How can I access data that’s on other machines?
Consequences of getting it wrong: in the worst case, data is missing or incorrectly processed — otherwise, there’s cost and performance overheads.
In a distributed system, data is partitioned across multiple instances. Some processing operations (such as joins and aggregations) require access to multiple datum that may not be available on the local machine that’s executing the processing step.
A stream processor has two options for working around this: (1) issue an RPC every time data is needed from another node or (2) shuffle the data so that requisite data is co-partitioned (present on the local instance). Kafka streams takes the second approach, which generally performs much better at high throughput, but implementing it correctly is challenging.
Kafka Streams, yet again, relies on Kafka to handle this problem for it by creating and managing internal “repartition” topics that change the key of underlying data to ensure that the aggregation or join key is also the partition key. This handles backpressure, routing and transactionality at the cost of managing an additional topic.
When should I commit the result of processing?
Consequences of getting this wrong: reprocessing data incorrectly or overwhelming downstream processors.
Committing data touches on more than just correctness (F3) — how and when you commit matters! There are considerations for transactional processing (see the previously mentioned post on this subject) and considerations around caching and incremental updates. When processing with exactly-once semantics, downstream processors won’t see updates until the commit interval elapses. When processing with at-least-once semantics, the commit interval interplays with the cache settings to determine how frequently incremental updates are sent to downstream processors.
There are also some non-standard reasons why you main want to trigger a commit. For one, there may have been no input records processed direcly but a punctuation may have produced a record out-of-band to the standard processing loop. In another, it is possible that records were processed from the input topic but resulted in no records being produced — this situation still requires a commit to move the input offsets forward.
Step 2: Make it Highly Available
Since Kafka Streams integrates only with Kafka as the message broker, it can leverage a significant portion of the work that was invested into the consumer group protocol, which ensures that all partitions are assigned and handles offset management so that a new instance can pick up where an old one left off.
The main mechanism for high availability (N2) in Kafka Streams is rebalancing, the ability to move partitions from one instance to another. This mechanism is fraught with tension between two conflicting goals:
Goal 1: Minimize partition processing downtime by detecting failures promptly and triggering rebalances.
Goal 2: Minimize disruption by avoiding unnecessary partition movement.
These goals influence the design for a stream processing system, and Kafka Streams has had nearly a decade to figure this out (see our full history on the evolution of rebalancing). If you were to design your own, you would need to answer the following questions:
When should I trigger a rebalance?
Consequences of getting it wrong: you’ll either have frequent rebalancing, which may cause reliability issues, or you won’t detect failed instances sufficiently soon to maintain SLA.
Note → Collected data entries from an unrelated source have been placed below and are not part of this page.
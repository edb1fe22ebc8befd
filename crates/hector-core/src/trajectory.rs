//! Point-to-point cubic Hermite trajectory planner.
//!
//! Each axis is an independent cubic `f(t) = a0 + a1 t + a2 t² + a3 t³` on
//! `t ∈ [0, T]` with
//!
//! ```text
//! f(0)  = p0        f(T)  = p1
//! f'(0) = v0        f'(T) = v1
//! ```
//!
//! Closed form:
//!
//! ```text
//! a0 = p0
//! a1 = v0
//! a2 = (3(p1 - p0) - T(2 v0 + v1)) / T²
//! a3 = (2(p0 - p1) + T(v0 + v1)) / T³
//! ```
//!
//! The duration is `T = max(|p1 - p0| / speed, MIN_DURATION)`.

use crate::error::ConfigError;
use crate::state_machine::Destination;
use nalgebra::Vector3;
use serde::{Deserialize, Serialize};

// ---------------------------------------------------------------------------
// Constants
// ---------------------------------------------------------------------------

/// Lower bound on segment duration (s).
pub const MIN_DURATION: f64 = 1e-3;

/// Integration sub-steps per look-ahead step when sampling by arc length.
const ARC_SUBSTEPS_PER_STEP: usize = 32;

/// Minimum integration sub-steps for a whole segment when sampling by arc length.
const ARC_MIN_SUBSTEPS: usize = 64;

// ---------------------------------------------------------------------------
// Config
// ---------------------------------------------------------------------------

/// How the look-ahead step discretises a segment.
#[derive(Debug, Clone, Copy, PartialEq, Eq, Default, Serialize, Deserialize)]
#[serde(rename_all = "kebab-case")]
pub enum Sampling {
    /// One waypoint every `look_ahead` seconds.
    #[default]
    Time,
    /// One waypoint every `look_ahead` metres of path length.
    ArcLength,
}

#[derive(Debug, Clone, Copy, PartialEq)]
pub struct PlannerConfig {
    /// Nominal cruise speed (m/s).
    pub cruise_speed: f64,
    pub look_ahead: f64,
    pub close_enough: f64,
    pub sampling: Sampling,
}

impl Default for PlannerConfig {
    fn default() -> Self {
        Self {
            cruise_speed: 2.0,
            look_ahead: 1.0,
            close_enough: 0.1,
            sampling: Sampling::Time,
        }
    }
}

// ---------------------------------------------------------------------------
// Segment
// ---------------------------------------------------------------------------

/// Boundary-value description of one leg plus its solved coefficients.
#[derive(Debug, Clone, Copy, PartialEq)]
pub struct TrajectorySegment {
    pub start: Vector3<f64>,
    pub start_velocity: Vector3<f64>,
    pub end: Vector3<f64>,
    pub end_velocity: Vector3<f64>,
    duration: f64,
    /// `[a0, a1, a2, a3]`, one component per axis.
    coeffs: [Vector3<f64>; 4],
}

impl TrajectorySegment {
    /// Solve the cubic Hermite boundary-value problem.
    ///
    /// `duration` is clamped to [`MIN_DURATION`].
    pub fn solve(
        start: Vector3<f64>,
        start_velocity: Vector3<f64>,
        end: Vector3<f64>,
        end_velocity: Vector3<f64>,
        duration: f64,
    ) -> Self {
        let t = duration.max(MIN_DURATION);
        let t2 = t * t;
        let t3 = t2 * t;

        let a0 = start;
        let a1 = start_velocity;
        let a2 = ((end - start) * 3.0 - (start_velocity * 2.0 + end_velocity) * t) / t2;
        let a3 = ((start - end) * 2.0 + (start_velocity + end_velocity) * t) / t3;

        Self {
            start,
            start_velocity,
            end,
            end_velocity,
            duration: t,
            coeffs: [a0, a1, a2, a3],
        }
    }

    pub fn duration(&self) -> f64 {
        self.duration
    }

    pub fn coefficients(&self) -> &[Vector3<f64>; 4] {
        &self.coeffs
    }

    /// Position at time `t`, clamped to the segment.
    pub fn position(&self, t: f64) -> Vector3<f64> {
        let t = t.clamp(0.0, self.duration);
        let [a0, a1, a2, a3] = &self.coeffs;
        a0 + (a1 + (a2 + a3 * t) * t) * t
    }

    /// Velocity at time `t`, clamped to the segment.
    pub fn velocity(&self, t: f64) -> Vector3<f64> {
        let t = t.clamp(0.0, self.duration);
        let [_, a1, a2, a3] = &self.coeffs;
        a1 + (a2 * 2.0 + a3 * (3.0 * t)) * t
    }

    /// Largest speed seen over `samples` evenly spaced instants.
    pub fn peak_speed(&self, samples: usize) -> f64 {
        let n = samples.max(2);
        (0..n)
            .map(|i| {
                let t = self.duration * i as f64 / (n - 1) as f64;
                self.velocity(t).norm()
            })
            .fold(0.0, f64::max)
    }

    /// Sample at `step, 2·step, …` and finally at `T`.
    ///
    /// Produces `ceil(T / step)` waypoints; the last one is exactly `end`.
    pub fn sample_time(&self, step: f64) -> Vec<Waypoint> {
        // Guards against k·step landing a hair below T due to rounding.
        let tol = step * 1e-9;
        let mut out = Vec::with_capacity((self.duration / step).ceil() as usize);

        let mut k = 1usize;
        loop {
            let t = k as f64 * step;
            if t >= self.duration - tol {
                break;
            }
            out.push(Waypoint::new(t, self.position(t)));
            k += 1;
        }
        out.push(Waypoint::new(self.duration, self.end));
        out
    }

    /// Sample every `step` metres of path length, then `end`.
    pub fn sample_arc_length(&self, step: f64) -> Vec<Waypoint> {
        let chord = (self.end - self.start).norm();
        let substeps =
            ((chord / step).ceil() as usize * ARC_SUBSTEPS_PER_STEP).max(ARC_MIN_SUBSTEPS);
        let dt = self.duration / substeps as f64;

        let mut out = Vec::new();
        let mut travelled = 0.0;
        let mut next_mark = step;
        let mut prev = self.start;

        // Stop one short: the final instant is always appended as `end`.
        for i in 1..substeps {
            let t = i as f64 * dt;
            let p = self.position(t);
            travelled += (p - prev).norm();
            prev = p;
            if travelled >= next_mark {
                out.push(Waypoint::new(t, p));
                while next_mark <= travelled {
                    next_mark += step;
                }
            }
        }
        out.push(Waypoint::new(self.duration, self.end));
        out
    }
}

// ---------------------------------------------------------------------------
// Output
// ---------------------------------------------------------------------------

#[derive(Debug, Clone, Copy, PartialEq, Serialize)]
pub struct Waypoint {
    /// Time from segment start (s).
    pub time: f64,
    pub position: Vector3<f64>,
}

impl Waypoint {
    pub fn new(time: f64, position: Vector3<f64>) -> Self {
        Self { time, position }
    }
}

/// A planned leg: the solved segment (absent for degenerate legs) and its
/// sampled waypoints.
#[derive(Debug, Clone, PartialEq, Default)]
pub struct Trajectory {
    pub segment: Option<TrajectorySegment>,
    pub waypoints: Vec<Waypoint>,
}

impl Trajectory {
    /// Single-point trajectory sitting on `position`.
    pub fn hold(position: Vector3<f64>) -> Self {
        Self {
            segment: None,
            waypoints: vec![Waypoint::new(0.0, position)],
        }
    }

    /// The point the motion controller should chase right now.
    pub fn current_target(&self) -> Option<Vector3<f64>> {
        self.waypoints.first().map(|w| w.position)
    }

    pub fn is_empty(&self) -> bool {
        self.waypoints.is_empty()
    }

    pub fn len(&self) -> usize {
        self.waypoints.len()
    }
}

// ---------------------------------------------------------------------------
// Planner
// ---------------------------------------------------------------------------

pub struct Planner {
    config: PlannerConfig,
}

impl Planner {
    /// Validates the configuration once; planning itself cannot fail.
    pub fn new(config: PlannerConfig) -> Result<Self, ConfigError> {
        require_positive("average_speed", config.cruise_speed)?;
        require_positive("look_ahead", config.look_ahead)?;
        require_positive("close_enough", config.close_enough)?;
        Ok(Self { config })
    }

    pub fn config(&self) -> &PlannerConfig {
        &self.config
    }

    /// Plan from the current position/velocity to `dest`.
    pub fn plan(
        &self,
        position: Vector3<f64>,
        velocity: Vector3<f64>,
        dest: &Destination,
    ) -> Trajectory {
        let distance = (dest.position - position).norm();
        if distance < self.config.close_enough {
            return Trajectory::hold(dest.position);
        }

        let duration = distance / self.config.cruise_speed;
        let segment =
            TrajectorySegment::solve(position, velocity, dest.position, dest.velocity, duration);

        let waypoints = match self.config.sampling {
            Sampling::Time => segment.sample_time(self.config.look_ahead),
            Sampling::ArcLength => segment.sample_arc_length(self.config.look_ahead),
        };

        Trajectory {
            segment: Some(segment),
            waypoints,
        }
    }
}

pub(crate) fn require_positive(name: &'static str, value: f64) -> Result<(), ConfigError> {
    if value.is_finite() && value > 0.0 {
        Ok(())
    } else {
        Err(ConfigError::NotPositive { name, value })
    }
}
//! Latched outbound topics for the motion controller.
//!
//! A latched topic keeps its most recent message so that a subscriber that
//! attaches late still receives it. Handles are cheap clones of the same
//! underlying slot.

use hector_core::{MissionState, Waypoint};
use nalgebra::Vector3;
use serde::Serialize;
use std::sync::{Arc, Mutex, MutexGuard};

/// Frame every outbound point is expressed in.
pub const WORLD_FRAME: &str = "world";

#[derive(Debug, Clone, PartialEq, Serialize)]
pub struct PointStamped {
    pub frame_id: &'static str,
    pub tick: u64,
    pub point: Vector3<f64>,
}

#[derive(Debug, Clone, PartialEq, Serialize)]
pub struct Path {
    pub frame_id: &'static str,
    pub tick: u64,
    pub poses: Vec<Vector3<f64>>,
}

impl Path {
    pub fn from_waypoints(tick: u64, waypoints: &[Waypoint]) -> Self {
        Self {
            frame_id: WORLD_FRAME,
            tick,
            poses: waypoints.iter().map(|w| w.position).collect(),
        }
    }
}

#[derive(Debug)]
struct Slot<T> {
    value: Option<T>,
    publish_count: u64,
}

/// A single latched topic.
#[derive(Debug)]
pub struct Latched<T> {
    slot: Arc<Mutex<Slot<T>>>,
}

impl<T> Clone for Latched<T> {
    fn clone(&self) -> Self {
        Self {
            slot: Arc::clone(&self.slot),
        }
    }
}

impl<T> Default for Latched<T> {
    fn default() -> Self {
        Self {
            slot: Arc::new(Mutex::new(Slot {
                value: None,
                publish_count: 0,
            })),
        }
    }
}

impl<T: Clone> Latched<T> {
    pub fn publish(&self, value: T) {
        let mut slot = self.lock();
        slot.value = Some(value);
        slot.publish_count += 1;
    }

    /// Last published value, if any.
    pub fn latest(&self) -> Option<T> {
        self.lock().value.clone()
    }

    pub fn publish_count(&self) -> u64 {
        self.lock().publish_count
    }

    fn lock(&self) -> MutexGuard<'_, Slot<T>> {
        // Every write replaces the whole value, so a poisoned slot is still consistent.
        self.slot.lock().unwrap_or_else(|poisoned| poisoned.into_inner())
    }
}

/// Everything the tick loop publishes.
#[derive(Debug, Clone, Default)]
pub struct OutputTopics {
    pub rotate: Latched<bool>,
    pub target: Latched<PointStamped>,
    pub trajectory: Latched<Path>,
    /// Diagnostic only; the motion controller does not consume it.
    pub state: Latched<MissionState>,
}

impl OutputTopics {
    pub fn new() -> Self {
        Self::default()
    }
}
Kafka Streams simply leverages the Kafka Consumer Group protocol for identifying whether the system is healthy. If the protocol determines that the node is either down or not functioning as intended, it will indicate that partitions should be redistributed across the available instances (this is called a rebalance).
While this primitive encapsulates one of the most challenging distributed system problems, applications still need to tune the configurations for “what is considered down/not functioning” in order to balance the strain of unnecessary rebalances with the responsiveness to unhealthy instances.
There are a few key properties you’ll need to tune to get this working well (mostly session.timeout.ms
and max.poll.interval
). Kafka Streams automatically does its best to respect the poll interval by tracking time elapsed since the last poll and pausing/resuming partitions accordingly, and with Responsive you’ll get observability to help you tune these parameters intelligently.
How should partitions be assigned?
Consequences of getting it wrong: potentially “hot” instances in the case of an imbalanced assignment or extra computation for assignments that shuffle partitions around.
Kafka Streams uses a sophisticated strategy to assign partitions to instances in a way that ensures liveliness while minimizing data movement and maintaining a balanced load distribution. The ideal approach is to assign partitions based on their previous ownership to avoid disrupting ongoing processing and unnecessary state restoration (Kafka Streams calls this “sticky” assignment), ensuring that instances which previously processed a partition are reassigned to it if they are still available.
In the works (see KIP-924) is the ability to consider the processing load and capacity of each instance in addition to the previous allocation, distributing partitions in a way that avoids hot spots and ensures an even workload distribution across the cluster.
How can I minimize the disruption of a rebalance?
Consequences of getting it wrong: some or all partitions will pause processing during a rebalance.
Answering when and how a rebalance should happen is the starting point — the mechanics of the rebalance mechanism matter as well. Kafka Streams reduces the impact of rebalancing on the system's overall stability and performance through a few mechanisms:
- Cooperative rebalancing (see this post written by our founding engineer Sophie for the full details on that)
- Warmup replicas ensure that (see this KIP for an understanding of how that works).
- And more! There’s too much to cover in this blog post, such as cross-version upgrades and probing rebalances — perhaps we’ll follow this up someday with even more details into the nuances of rebalancing.
Step 3: Optimize
After building the foundations and ensuring you stay afloat, the next step is to figure out how to paddle faster and more efficiently.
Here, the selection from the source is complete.